Task objective:
In the data below, find the line containing "let delay = Duration::from_millis(20);", then set down that line and every later line up to and including the line containing "let gap = pair[1] - pair[0];", exactly.

Collected data entries:
*****

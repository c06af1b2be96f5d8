//! Integration tests for the fetch pipeline driven by a scripted candle source.

use cbfetch_core::coin::Coin;
use cbfetch_core::config::FetcherConfig;
use cbfetch_core::data::prefetch::{prefetch, PrefetchOptions};
use cbfetch_core::data::progress::{NoProgress, ProgressSink};
use cbfetch_core::data::provider::{CandleSource, SourceError};
use cbfetch_core::data::retry::RetryPolicy;
use cbfetch_core::data::Fetcher;
use cbfetch_core::domain::{Candle, Granularity, TimeRange};
use cbfetch_core::error::Error;
use cbfetch_core::interpolate::InterpolationMode;
use cbfetch_core::request::FetchRequest;
use chrono::{DateTime, NaiveDate, TimeZone, Utc};
use std::cell::{Cell, RefCell};
use std::collections::VecDeque;
use std::path::Path;
use std::time::{Duration, Instant};

/// 2023-01-01T00:00:00Z
const T0: i64 = 1_672_531_200;
const HOUR: i64 = 3600;

fn ts(secs: i64) -> DateTime<Utc> {
    Utc.timestamp_opt(secs, 0).unwrap()
}

/// Deterministic candle for a bucket; alternates bullish and bearish.
fn synthetic(timestamp: i64) -> Candle {
    let base = 100.0 + ((timestamp / 60) % 97) as f64;
    let (open, close) = if (timestamp / 60) % 2 == 0 {
        (base, base + 1.0)
    } else {
        (base + 1.0, base)
    };
    Candle {
        timestamp,
        open,
        high: base + 2.0,
        low: base - 1.0,
        close,
        volume: 10.0,
    }
}

/// Candle source that serves synthetic candles, records every request, and
/// can be told to fail.
#[derive(Default)]
struct ScriptedSource {
    calls: RefCell<Vec<TimeRange>>,
    call_times: RefCell<Vec<Instant>>,
    failures: RefCell<VecDeque<SourceError>>,
    always_fail: Cell<bool>,
    /// Buckets with no trades: the exchange simply omits them.
    empty_buckets: Vec<i64>,
}

impl ScriptedSource {
    fn failing_first(errors: impl IntoIterator<Item = SourceError>) -> Self {
        Self {
            failures: RefCell::new(errors.into_iter().collect()),
            ..Default::default()
        }
    }

    fn call_count(&self) -> usize {
        self.calls.borrow().len()
    }
}

impl CandleSource for ScriptedSource {
    fn name(&self) -> &str {
        "scripted"
    }

    fn fetch_candles(
        &self,
        _product_id: &str,
        window: TimeRange,
        granularity: Granularity,
    ) -> Result<Vec<Candle>, SourceError> {
        self.calls.borrow_mut().push(window);
        self.call_times.borrow_mut().push(Instant::now());
        if self.always_fail.get() {
            return Err(SourceError::ServerError { status: 503 });
        }
        if let Some(err) = self.failures.borrow_mut().pop_front() {
            return Err(err);
        }
        let step = granularity.seconds();
        let mut candles: Vec<Candle> = (window.start..window.end)
            .step_by(step as usize)
            .filter(|t| !self.empty_buckets.contains(t))
            .map(synthetic)
            .collect();
        // Coinbase returns newest first.
        candles.reverse();
        Ok(candles)
    }
}

fn config(dir: &Path, attempts: u32) -> FetcherConfig {
    FetcherConfig::default()
        .with_cache_dir(dir)
        .with_request_delay(Duration::ZERO)
        .with_retry(RetryPolicy::immediate(attempts))
}

fn hourly_request(start: i64, end: i64, mode: InterpolationMode) -> FetchRequest {
    FetchRequest::new(Coin::Bitcoin, ts(start), ts(end), Granularity::OneHour, mode)
}

struct CountingProgress(Vec<(usize, usize)>);

impl ProgressSink for CountingProgress {
    fn report(&mut self, current: usize, total: usize) {
        self.0.push((current, total));
    }
}

#[test]
fn empty_cache_fetch_returns_full_range() {
    let dir = tempfile::tempdir().unwrap();
    let source = ScriptedSource::default();
    let fetcher = Fetcher::new(&source, config(dir.path(), 1));

    let request = hourly_request(T0, T0 + 48 * HOUR, InterpolationMode::Close);
    let prices = fetcher.fetch_prices(&request, &mut NoProgress).unwrap();

    assert_eq!(prices.len(), 48);
    assert_eq!(source.call_count(), 1);
    let expected: Vec<i64> = (0..48).map(|i| T0 + i * HOUR).collect();
    assert_eq!(prices.timestamps(), expected);

    let cached = fetcher.cache().load(Coin::Bitcoin, Granularity::OneHour).unwrap();
    assert_eq!(cached.coverage(), &[TimeRange::new(T0, T0 + 48 * HOUR)]);
    assert!(cached.missing_ranges(T0, T0 + 48 * HOUR).is_empty());
}

#[test]
fn second_identical_fetch_makes_no_requests() {
    let dir = tempfile::tempdir().unwrap();
    let source = ScriptedSource::default();
    let fetcher = Fetcher::new(&source, config(dir.path(), 1));
    let request = hourly_request(T0, T0 + 72 * HOUR, InterpolationMode::HiLo);

    let first = fetcher.fetch_prices(&request, &mut NoProgress).unwrap();
    let calls_after_first = source.call_count();
    let second = fetcher.fetch_prices(&request, &mut NoProgress).unwrap();

    assert_eq!(source.call_count(), calls_after_first);
    assert_eq!(first, second);
    assert_eq!(second.len(), 2 * 72);
}

#[test]
fn buckets_without_trades_are_not_refetched() {
    let dir = tempfile::tempdir().unwrap();
    let source = ScriptedSource {
        empty_buckets: vec![T0 + 3 * HOUR, T0 + 4 * HOUR],
        ..Default::default()
    };
    let fetcher = Fetcher::new(&source, config(dir.path(), 1));
    let request = hourly_request(T0, T0 + 10 * HOUR, InterpolationMode::Close);

    let candles = fetcher.fetch_candles(&request, &mut NoProgress).unwrap();
    assert_eq!(candles.len(), 8);

    fetcher.fetch_candles(&request, &mut NoProgress).unwrap();
    assert_eq!(source.call_count(), 1);
}

#[test]
fn overlapping_requests_build_the_same_cache_as_one_request() {
    let split_dir = tempfile::tempdir().unwrap();
    let split_source = ScriptedSource::default();
    let split = Fetcher::new(&split_source, config(split_dir.path(), 1));
    split
        .fetch_candles(&hourly_request(T0, T0 + 30 * HOUR, InterpolationMode::Close), &mut NoProgress)
        .unwrap();
    split
        .fetch_candles(
            &hourly_request(T0 + 20 * HOUR, T0 + 48 * HOUR, InterpolationMode::Close),
            &mut NoProgress,
        )
        .unwrap();

    // Only the uncovered tail was requested the second time.
    assert_eq!(
        split_source.calls.borrow().last().copied(),
        Some(TimeRange::new(T0 + 30 * HOUR, T0 + 48 * HOUR))
    );

    let whole_dir = tempfile::tempdir().unwrap();
    let whole_source = ScriptedSource::default();
    let whole = Fetcher::new(&whole_source, config(whole_dir.path(), 1));
    whole
        .fetch_candles(&hourly_request(T0, T0 + 48 * HOUR, InterpolationMode::Close), &mut NoProgress)
        .unwrap();

    let a = split.cache().load(Coin::Bitcoin, Granularity::OneHour).unwrap();
    let b = whole.cache().load(Coin::Bitcoin, Granularity::OneHour).unwrap();
    assert_eq!(a.candles(), b.candles());
    assert_eq!(a.coverage(), b.coverage());
}

#[test]
fn long_ranges_are_split_into_300_candle_windows() {
    let dir = tempfile::tempdir().unwrap();
    let source = ScriptedSource::default();
    let fetcher = Fetcher::new(&source, config(dir.path(), 1));
    let request = FetchRequest::new(
        Coin::Ethereum,
        ts(T0),
        ts(T0 + 700 * 60),
        Granularity::OneMinute,
        InterpolationMode::Open,
    );

    let mut progress = CountingProgress(Vec::new());
    let prices = fetcher.fetch_prices(&request, &mut progress).unwrap();

    assert_eq!(prices.len(), 700);
    assert_eq!(source.call_count(), 3);
    for window in source.calls.borrow().iter() {
        assert!(window.len_seconds() <= 300 * 60);
    }
    assert_eq!(progress.0, vec![(1, 3), (2, 3), (3, 3)]);
}

#[test]
fn requests_are_spaced_by_the_configured_delay() {
    let dir = tempfile::tempdir().unwrap();
    let source = ScriptedSource::default();
    let delay = Duration::from_millis(20);
    let fetcher = Fetcher::new(&source, config(dir.path(), 1).with_request_delay(delay));
    let request = FetchRequest::new(
        Coin::Bitcoin,
        ts(T0),
        ts(T0 + 900 * 60),
        Granularity::OneMinute,
        InterpolationMode::Close,
    );

    fetcher.fetch_candles(&request, &mut NoProgress).unwrap();

    let times = source.call_times.borrow();
    assert_eq!(times.len(), 3);
    // The limiter keeps its own clock; allow a millisecond of skew.
    for pair in times.windows(2) {
        let gap = pair[1] - pair[0];
        assert!(gap >= delay - Duration::from_millis(1), "gap {gap:?}");
    }
}

#[test]
fn transient_failures_are_retried() {
    let dir = tempfile::tempdir().unwrap();
    let source = ScriptedSource::failing_first([
        SourceError::RateLimited {
            retry_after_secs: None,
        },
        SourceError::Timeout("slow".into()),
    ]);
    let fetcher = Fetcher::new(&source, config(dir.path(), 5));

    let candles = fetcher
        .fetch_candles(&hourly_request(T0, T0 + 24 * HOUR, InterpolationMode::Close), &mut NoProgress)
        .unwrap();

    assert_eq!(candles.len(), 24);
    assert_eq!(source.call_count(), 3);
}

#[test]
fn exhausted_retries_fail_and_leave_cache_untouched() {
    let dir = tempfile::tempdir().unwrap();
    let source = ScriptedSource::default();
    let fetcher = Fetcher::new(&source, config(dir.path(), 3));

    fetcher
        .fetch_candles(&hourly_request(T0, T0 + 24 * HOUR, InterpolationMode::Close), &mut NoProgress)
        .unwrap();
    let before = fetcher.cache().load(Coin::Bitcoin, Granularity::OneHour).unwrap();
    let calls_before = source.call_count();

    source.always_fail.set(true);
    let err = fetcher
        .fetch_candles(
            &hourly_request(T0 + 24 * HOUR, T0 + 48 * HOUR, InterpolationMode::Close),
            &mut NoProgress,
        )
        .unwrap_err();

    match err {
        Error::Fetch {
            attempts, window, ..
        } => {
            assert_eq!(attempts, 3);
            assert_eq!(window, TimeRange::new(T0 + 24 * HOUR, T0 + 48 * HOUR));
        }
        other => panic!("expected fetch error, got {other:?}"),
    }
    assert_eq!(source.call_count(), calls_before + 3);

    let after = fetcher.cache().load(Coin::Bitcoin, Granularity::OneHour).unwrap();
    assert_eq!(before, after);
}

#[test]
fn permanent_failures_are_not_retried() {
    let dir = tempfile::tempdir().unwrap();
    let source = ScriptedSource::failing_first([SourceError::ProductNotFound {
        product_id: "BTC-USD".into(),
    }]);
    let fetcher = Fetcher::new(&source, config(dir.path(), 5));

    let err = fetcher
        .fetch_candles(&hourly_request(T0, T0 + 24 * HOUR, InterpolationMode::Close), &mut NoProgress)
        .unwrap_err();

    assert!(matches!(err, Error::Fetch { attempts: 1, .. }));
    assert_eq!(source.call_count(), 1);
}

#[test]
fn corrupt_cache_is_quarantined_and_rebuilt() {
    let dir = tempfile::tempdir().unwrap();
    let source = ScriptedSource::default();
    let fetcher = Fetcher::new(&source, config(dir.path(), 1));
    let request = hourly_request(T0, T0 + 12 * HOUR, InterpolationMode::Close);

    fetcher.fetch_candles(&request, &mut NoProgress).unwrap();
    let data_path = fetcher.cache().data_path(Coin::Bitcoin, Granularity::OneHour);
    std::fs::write(&data_path, "timestamp,time,open\nnot,a,candle\n").unwrap();

    let candles = fetcher.fetch_candles(&request, &mut NoProgress).unwrap();

    assert_eq!(candles.len(), 12);
    assert_eq!(source.call_count(), 2);
    let mut quarantined = data_path.clone().into_os_string();
    quarantined.push(".quarantined");
    assert!(Path::new(&quarantined).exists());
    fetcher.cache().load(Coin::Bitcoin, Granularity::OneHour).unwrap();
}

#[test]
fn invalid_request_touches_nothing() {
    let dir = tempfile::tempdir().unwrap();
    let source = ScriptedSource::default();
    let fetcher = Fetcher::new(&source, config(&dir.path().join("cache"), 1));

    let err = fetcher
        .fetch_candles(&hourly_request(T0 + HOUR, T0, InterpolationMode::Close), &mut NoProgress)
        .unwrap_err();

    assert!(err.is_invalid_input());
    assert_eq!(source.call_count(), 0);
    assert!(!dir.path().join("cache").exists());
}

#[test]
fn prefetch_reports_failures_and_continues() {
    let dir = tempfile::tempdir().unwrap();
    let source = ScriptedSource::failing_first([SourceError::ProductNotFound {
        product_id: "SOL-USD".into(),
    }]);
    let fetcher = Fetcher::new(&source, config(dir.path(), 1));
    let options = PrefetchOptions {
        end: NaiveDate::from_ymd_opt(2017, 1, 11).unwrap(),
        export_csv: true,
    };

    let summary = prefetch(
        &fetcher,
        &[Coin::Solana, Coin::Cardano],
        &[Granularity::OneDay],
        &options,
        &mut |_, _| Box::new(NoProgress) as Box<dyn ProgressSink>,
    );

    assert_eq!(summary.total, 2);
    assert_eq!(summary.succeeded, 1);
    assert_eq!(summary.failed, 1);
    assert_eq!(summary.errors[0].0, Coin::Solana);
    assert!(!summary.all_succeeded());

    let cached = fetcher.cache().load(Coin::Cardano, Granularity::OneDay).unwrap();
    assert_eq!(cached.candles().len(), 10);
    assert_eq!(summary.exported.len(), 1);
    assert!(summary.exported[0].ends_with("ada_86400_2017-01-01_2017-01-10.csv"));
    assert!(summary.exported[0].exists());
}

*****

Your solution:
    let delay = Duration::from_millis(20);
    let fetcher = Fetcher::new(&source, config(dir.path(), 1).with_request_delay(delay));
    let request = FetchRequest::new(
        Coin::Bitcoin,
        ts(T0),
        ts(T0 + 900 * 60),
        Granularity::OneMinute,
        InterpolationMode::Close,
    );

    fetcher.fetch_candles(&request, &mut NoProgress).unwrap();

    let times = source.call_times.borrow();
    assert_eq!(times.len(), 3);
    // The limiter keeps its own clock; allow a millisecond of skew.
    for pair in times.windows(2) {
        let gap = pair[1] - pair[0];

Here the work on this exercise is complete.